Continuing the Neighbor Discovery analogy: the ND spec talks about data
structures like a Neighbor Cache, Destination Cache, Prefix List, Default
Router List and uses these data structures to specify behavior. But in
practice, many implementations have more flexible & complicated data
structures internally, like a routing table. In the same way, your
implementation of address selection could have a more flexible configuration
mechanism than the simple policy tables in the draft.

This brings me to Christian's comment:

> May I observe that, in attempting to specify a source address 
> selection algorithm, the WG goes well beyond the traditional 
> IETF role, which is to focus on interoperability issues, not 
> implementations?
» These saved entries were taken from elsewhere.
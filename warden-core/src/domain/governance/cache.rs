// warden-core/src/domain/governance/cache.rs

use std::collections::HashMap;
use std::sync::{Mutex, MutexGuard, PoisonError};
use std::time::{Duration, Instant};

use crate::domain::governance::resolver::SecurityContext;
use crate::domain::governance::rule::ColumnSecurityRule;

#[derive(Debug, Clone, PartialEq, Eq, Hash)]
struct CacheKey {
    tenant_id: String,
    user_id: String,
    resource: String,
}

impl CacheKey {
    fn of(context: &SecurityContext) -> Self {
        Self {
            tenant_id: context.tenant_id.clone(),
            user_id: context.user_id.clone(),
            resource: context.resource.clone(),
        }
    }
}

struct CachedRules {
    rules: Vec<ColumnSecurityRule>,
    role: String,
    org_unit_id: Option<String>,
    stored_at: Instant,
}

/// Resolved rules per (tenant, user, resource), kept for a bounded TTL.
/// A hit also requires the role and org unit the rules were resolved for,
/// so a role change is never served stale rules.
pub struct RuleCache {
    ttl: Duration,
    capacity: usize,
    entries: Mutex<HashMap<CacheKey, CachedRules>>,
}

impl RuleCache {
    pub fn new(ttl: Duration, capacity: usize) -> Self {
        Self {
            ttl,
            capacity: capacity.max(1),
            entries: Mutex::new(HashMap::new()),
        }
    }

    pub fn disabled() -> Self {
        Self::new(Duration::ZERO, 1)
    }

    pub fn is_enabled(&self) -> bool {
        !self.ttl.is_zero()
    }

    pub fn get(&self, context: &SecurityContext) -> Option<Vec<ColumnSecurityRule>> {
        self.get_at(context, Instant::now())
    }

    pub fn insert(&self, context: &SecurityContext, rules: Vec<ColumnSecurityRule>) {
        self.insert_at(context, rules, Instant::now());
    }

    pub fn invalidate_tenant(&self, tenant_id: &str) {
        self.lock().retain(|key, _| key.tenant_id != tenant_id);
    }

    pub fn len(&self) -> usize {
        self.lock().len()
    }

    pub fn is_empty(&self) -> bool {
        self.len() == 0
    }

    fn get_at(&self, context: &SecurityContext, now: Instant) -> Option<Vec<ColumnSecurityRule>> {
        if !self.is_enabled() {
            return None;
        }
        let mut entries = self.lock();
        let key = CacheKey::of(context);
        let entry = entries.get(&key)?;
        if now.saturating_duration_since(entry.stored_at) >= self.ttl {
            entries.remove(&key);
            return None;
        }
        if entry.role != context.role || entry.org_unit_id != context.org_unit_id {
            return None;
        }
        Some(entry.rules.clone())
    }

    fn insert_at(&self, context: &SecurityContext, rules: Vec<ColumnSecurityRule>, now: Instant) {
        if !self.is_enabled() {
            return;
        }
        let ttl = self.ttl;
        let mut entries = self.lock();
        entries.retain(|_, entry| now.saturating_duration_since(entry.stored_at) < ttl);

        let key = CacheKey::of(context);
        if !entries.contains_key(&key) && entries.len() >= self.capacity {
            let oldest = entries
                .iter()
                .min_by_key(|(_, entry)| entry.stored_at)
                .map(|(key, _)| key.clone());
            if let Some(oldest) = oldest {
                entries.remove(&oldest);
            }
        }

        entries.insert(
            key,
            CachedRules {
                rules,
                role: context.role.clone(),
                org_unit_id: context.org_unit_id.clone(),
                stored_at: now,
            },
        );
    }

    fn lock(&self) -> MutexGuard<'_, HashMap<CacheKey, CachedRules>> {
        // entries are replaced whole, so a poisoned map is still consistent
        self.entries.lock().unwrap_or_else(PoisonError::into_inner)
    }
}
I would expect such algorithms to evolve in 
> time, as we learn more on the subject. I would also expect 
> them to vary a lot depending on how much a particular station 
> knows about its environment, how far in the future it can 
> predict the application's behavior, what arbitration is made 
> between privacy and performance, etc. Rather than specify an 
> actual algorithm, the WG should be content with a list of 
> recommendations, in the form of "if you do this, expect that" 
> or "don't do X, because it will cause interoperability problem Y." 

The draft does try to strike a balance between requirements &
recommendations for implementations. There is a continuum. At one end, not
using a multicast or anycast address as a source address. At the other end,
using longest-matching-prefix to guess at a "good" source address for the
destination.

Issues like mismatched scope (can you use a link-local source to send to a
global destination, or global source to send to a link-local destination)
can certainly affect interoperability. For example, implementor A may decide
to always use the largest possible scope source address, on the grounds that
bigger scope is better. Implementator B may decide that mismatched scope is
bad and will never send such packets. Then A will be unable to open a TCP
connection to B's link-local address.

Choices of preferred vs. deprecated addresses, anonymous vs. public
addresses, home vs. care-of addresses probably aren't going to cause
interoperability problems. (Because the other guy can't tell what kind of
address you are using.) But these choices are important to achieving the
goals of other standards-track documents. For example, RFC 2462 says "new
communication should use a preferred address when possible". How does this
stipulation relate to scope consideration? etc. I think giving concrete
algorithmic guidance to implementors trying to make sense of all this is a
good thing - we'll end up with more useful implementations.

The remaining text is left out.